__PROMPT__
Scan the records below for the line containing "pub fn framebuffer(&self)" and the line containing "assertions seen so far.". Copy both, plus every line between, exactly.

__TASK INPUT__
• • • •
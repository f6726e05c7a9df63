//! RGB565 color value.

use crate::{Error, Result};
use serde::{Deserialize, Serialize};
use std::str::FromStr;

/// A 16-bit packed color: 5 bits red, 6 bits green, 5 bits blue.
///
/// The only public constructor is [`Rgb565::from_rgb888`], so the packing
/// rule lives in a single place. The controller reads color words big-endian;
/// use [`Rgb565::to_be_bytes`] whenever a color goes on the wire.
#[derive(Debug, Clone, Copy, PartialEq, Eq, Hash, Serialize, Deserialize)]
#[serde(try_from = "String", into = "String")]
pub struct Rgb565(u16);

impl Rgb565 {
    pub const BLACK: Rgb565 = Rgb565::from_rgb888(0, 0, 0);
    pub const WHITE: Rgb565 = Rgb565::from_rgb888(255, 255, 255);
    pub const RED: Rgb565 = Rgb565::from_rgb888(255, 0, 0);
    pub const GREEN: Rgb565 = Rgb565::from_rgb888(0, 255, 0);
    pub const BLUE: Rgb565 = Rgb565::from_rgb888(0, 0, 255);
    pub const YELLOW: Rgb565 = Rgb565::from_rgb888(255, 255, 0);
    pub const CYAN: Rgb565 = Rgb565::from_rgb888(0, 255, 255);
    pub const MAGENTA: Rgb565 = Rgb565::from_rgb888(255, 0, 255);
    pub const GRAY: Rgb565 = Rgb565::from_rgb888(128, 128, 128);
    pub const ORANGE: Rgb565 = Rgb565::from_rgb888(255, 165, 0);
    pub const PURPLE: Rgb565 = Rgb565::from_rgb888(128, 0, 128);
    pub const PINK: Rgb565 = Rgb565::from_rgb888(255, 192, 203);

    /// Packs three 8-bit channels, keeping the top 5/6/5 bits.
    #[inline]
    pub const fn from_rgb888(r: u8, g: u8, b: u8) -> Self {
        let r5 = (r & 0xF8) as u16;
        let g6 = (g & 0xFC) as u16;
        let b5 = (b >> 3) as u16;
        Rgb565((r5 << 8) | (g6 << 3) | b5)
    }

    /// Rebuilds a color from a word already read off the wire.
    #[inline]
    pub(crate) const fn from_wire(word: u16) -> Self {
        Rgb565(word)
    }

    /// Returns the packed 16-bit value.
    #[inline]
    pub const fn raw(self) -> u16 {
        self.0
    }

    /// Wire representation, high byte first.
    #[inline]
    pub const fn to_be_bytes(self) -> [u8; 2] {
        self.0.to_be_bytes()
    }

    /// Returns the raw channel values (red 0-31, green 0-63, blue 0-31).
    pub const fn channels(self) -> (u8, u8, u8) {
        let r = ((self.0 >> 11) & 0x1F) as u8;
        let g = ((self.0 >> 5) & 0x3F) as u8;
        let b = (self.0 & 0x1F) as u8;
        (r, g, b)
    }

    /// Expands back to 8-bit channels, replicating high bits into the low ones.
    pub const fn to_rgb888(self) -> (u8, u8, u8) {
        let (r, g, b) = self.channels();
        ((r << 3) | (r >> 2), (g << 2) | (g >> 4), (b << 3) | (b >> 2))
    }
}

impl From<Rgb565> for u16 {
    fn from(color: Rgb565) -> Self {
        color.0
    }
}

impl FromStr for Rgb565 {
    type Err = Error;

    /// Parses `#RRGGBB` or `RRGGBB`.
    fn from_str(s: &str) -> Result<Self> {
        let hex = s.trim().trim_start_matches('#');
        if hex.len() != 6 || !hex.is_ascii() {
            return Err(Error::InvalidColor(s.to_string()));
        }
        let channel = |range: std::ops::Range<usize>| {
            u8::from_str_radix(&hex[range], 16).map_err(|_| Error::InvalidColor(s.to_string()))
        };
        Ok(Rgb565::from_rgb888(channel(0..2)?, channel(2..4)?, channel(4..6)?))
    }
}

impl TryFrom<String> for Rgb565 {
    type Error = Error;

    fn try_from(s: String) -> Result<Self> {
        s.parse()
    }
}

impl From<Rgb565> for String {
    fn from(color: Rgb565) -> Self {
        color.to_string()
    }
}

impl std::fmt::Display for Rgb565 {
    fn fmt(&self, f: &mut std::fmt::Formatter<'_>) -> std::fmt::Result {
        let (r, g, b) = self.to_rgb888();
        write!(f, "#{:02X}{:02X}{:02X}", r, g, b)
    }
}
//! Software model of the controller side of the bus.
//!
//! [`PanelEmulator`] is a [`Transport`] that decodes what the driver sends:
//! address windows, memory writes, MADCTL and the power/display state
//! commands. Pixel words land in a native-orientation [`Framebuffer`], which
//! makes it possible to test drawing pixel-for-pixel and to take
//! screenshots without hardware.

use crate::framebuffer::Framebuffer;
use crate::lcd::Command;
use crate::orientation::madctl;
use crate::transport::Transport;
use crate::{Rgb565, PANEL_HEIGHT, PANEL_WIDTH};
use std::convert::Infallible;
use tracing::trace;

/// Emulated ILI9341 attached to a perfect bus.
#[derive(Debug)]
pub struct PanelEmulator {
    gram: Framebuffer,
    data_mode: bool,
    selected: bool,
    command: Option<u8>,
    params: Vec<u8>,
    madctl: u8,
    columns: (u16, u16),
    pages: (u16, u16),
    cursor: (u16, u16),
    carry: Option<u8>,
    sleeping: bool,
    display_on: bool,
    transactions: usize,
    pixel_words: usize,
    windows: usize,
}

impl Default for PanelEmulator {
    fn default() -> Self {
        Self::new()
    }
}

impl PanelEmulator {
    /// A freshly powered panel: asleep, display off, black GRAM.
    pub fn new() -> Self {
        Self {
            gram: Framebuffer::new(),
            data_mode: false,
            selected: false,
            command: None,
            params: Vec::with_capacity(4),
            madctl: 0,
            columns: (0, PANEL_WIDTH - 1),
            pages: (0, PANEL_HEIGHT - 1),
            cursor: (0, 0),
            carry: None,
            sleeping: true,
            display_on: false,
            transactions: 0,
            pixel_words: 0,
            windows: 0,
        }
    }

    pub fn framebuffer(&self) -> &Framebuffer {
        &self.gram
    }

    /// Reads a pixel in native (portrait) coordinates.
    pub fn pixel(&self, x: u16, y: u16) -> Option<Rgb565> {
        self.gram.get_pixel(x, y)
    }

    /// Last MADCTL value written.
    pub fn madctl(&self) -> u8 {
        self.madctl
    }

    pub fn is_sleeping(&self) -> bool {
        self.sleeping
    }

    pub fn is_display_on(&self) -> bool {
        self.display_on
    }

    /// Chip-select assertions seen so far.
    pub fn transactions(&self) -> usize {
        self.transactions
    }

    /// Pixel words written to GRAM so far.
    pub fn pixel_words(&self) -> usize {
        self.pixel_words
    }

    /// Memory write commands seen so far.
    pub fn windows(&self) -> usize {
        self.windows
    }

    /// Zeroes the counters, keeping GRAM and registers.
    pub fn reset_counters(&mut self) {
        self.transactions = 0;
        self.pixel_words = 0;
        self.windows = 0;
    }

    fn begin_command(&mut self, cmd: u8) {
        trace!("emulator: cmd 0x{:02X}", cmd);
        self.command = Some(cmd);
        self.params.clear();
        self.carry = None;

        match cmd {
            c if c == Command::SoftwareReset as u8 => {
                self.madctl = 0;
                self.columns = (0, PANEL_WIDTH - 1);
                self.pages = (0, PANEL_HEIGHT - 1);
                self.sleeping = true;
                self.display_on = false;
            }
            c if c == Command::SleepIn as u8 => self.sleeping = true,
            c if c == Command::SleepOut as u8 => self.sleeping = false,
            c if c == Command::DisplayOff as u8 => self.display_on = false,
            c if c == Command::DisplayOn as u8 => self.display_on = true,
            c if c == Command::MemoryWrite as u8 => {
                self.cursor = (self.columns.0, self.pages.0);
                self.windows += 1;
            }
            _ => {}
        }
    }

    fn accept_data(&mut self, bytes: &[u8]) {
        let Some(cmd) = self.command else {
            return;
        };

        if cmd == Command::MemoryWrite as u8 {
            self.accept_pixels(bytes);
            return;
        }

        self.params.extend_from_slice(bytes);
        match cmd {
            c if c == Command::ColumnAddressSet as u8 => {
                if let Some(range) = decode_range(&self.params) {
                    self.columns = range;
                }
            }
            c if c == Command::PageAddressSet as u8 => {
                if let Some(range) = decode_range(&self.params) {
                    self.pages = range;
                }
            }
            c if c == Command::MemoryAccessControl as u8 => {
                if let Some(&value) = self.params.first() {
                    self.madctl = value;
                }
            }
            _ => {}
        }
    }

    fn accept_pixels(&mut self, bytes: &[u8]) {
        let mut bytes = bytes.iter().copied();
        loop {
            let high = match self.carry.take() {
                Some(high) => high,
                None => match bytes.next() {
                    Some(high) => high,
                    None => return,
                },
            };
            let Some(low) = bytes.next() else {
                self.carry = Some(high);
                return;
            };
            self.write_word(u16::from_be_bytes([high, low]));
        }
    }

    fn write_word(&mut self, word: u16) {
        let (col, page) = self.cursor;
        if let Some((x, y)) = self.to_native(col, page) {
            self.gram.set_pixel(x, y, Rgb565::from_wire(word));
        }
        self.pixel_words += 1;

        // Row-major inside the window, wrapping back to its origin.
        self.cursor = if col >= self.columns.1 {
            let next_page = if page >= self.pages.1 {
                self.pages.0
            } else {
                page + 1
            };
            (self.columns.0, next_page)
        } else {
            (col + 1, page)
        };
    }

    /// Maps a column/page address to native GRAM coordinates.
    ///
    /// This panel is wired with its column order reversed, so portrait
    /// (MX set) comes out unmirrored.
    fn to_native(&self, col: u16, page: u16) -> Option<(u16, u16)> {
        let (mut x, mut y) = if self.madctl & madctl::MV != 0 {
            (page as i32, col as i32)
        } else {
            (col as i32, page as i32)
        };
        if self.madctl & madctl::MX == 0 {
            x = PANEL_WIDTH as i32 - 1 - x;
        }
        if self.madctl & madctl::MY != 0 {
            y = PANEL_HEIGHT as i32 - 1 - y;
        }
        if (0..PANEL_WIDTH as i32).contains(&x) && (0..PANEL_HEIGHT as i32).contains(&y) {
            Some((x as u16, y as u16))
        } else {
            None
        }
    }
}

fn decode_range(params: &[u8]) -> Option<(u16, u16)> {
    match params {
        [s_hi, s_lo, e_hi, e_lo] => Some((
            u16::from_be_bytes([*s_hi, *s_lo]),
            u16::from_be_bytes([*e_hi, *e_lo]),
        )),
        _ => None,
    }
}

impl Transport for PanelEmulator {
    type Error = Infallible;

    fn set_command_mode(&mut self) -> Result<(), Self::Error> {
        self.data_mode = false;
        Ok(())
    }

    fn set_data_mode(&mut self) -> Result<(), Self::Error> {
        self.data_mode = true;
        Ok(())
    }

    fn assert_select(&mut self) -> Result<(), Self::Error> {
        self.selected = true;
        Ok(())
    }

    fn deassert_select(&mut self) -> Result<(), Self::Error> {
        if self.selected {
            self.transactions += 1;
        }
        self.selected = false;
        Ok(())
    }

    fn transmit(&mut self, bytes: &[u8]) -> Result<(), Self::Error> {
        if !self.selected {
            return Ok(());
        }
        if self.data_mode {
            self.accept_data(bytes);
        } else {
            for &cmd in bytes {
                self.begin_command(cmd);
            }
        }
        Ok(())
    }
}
• • • •
__EXERCISE RESULT__
    pub fn framebuffer(&self) -> &Framebuffer {
        &self.gram
    }

    /// Reads a pixel in native (portrait) coordinates.
    pub fn pixel(&self, x: u16, y: u16) -> Option<Rgb565> {
        self.gram.get_pixel(x, y)
    }

    /// Last MADCTL value written.
    pub fn madctl(&self) -> u8 {
        self.madctl
    }

    pub fn is_sleeping(&self) -> bool {
        self.sleeping
    }

    pub fn is_display_on(&self) -> bool {
        self.display_on
    }

    /// Chip-select assertions seen so far.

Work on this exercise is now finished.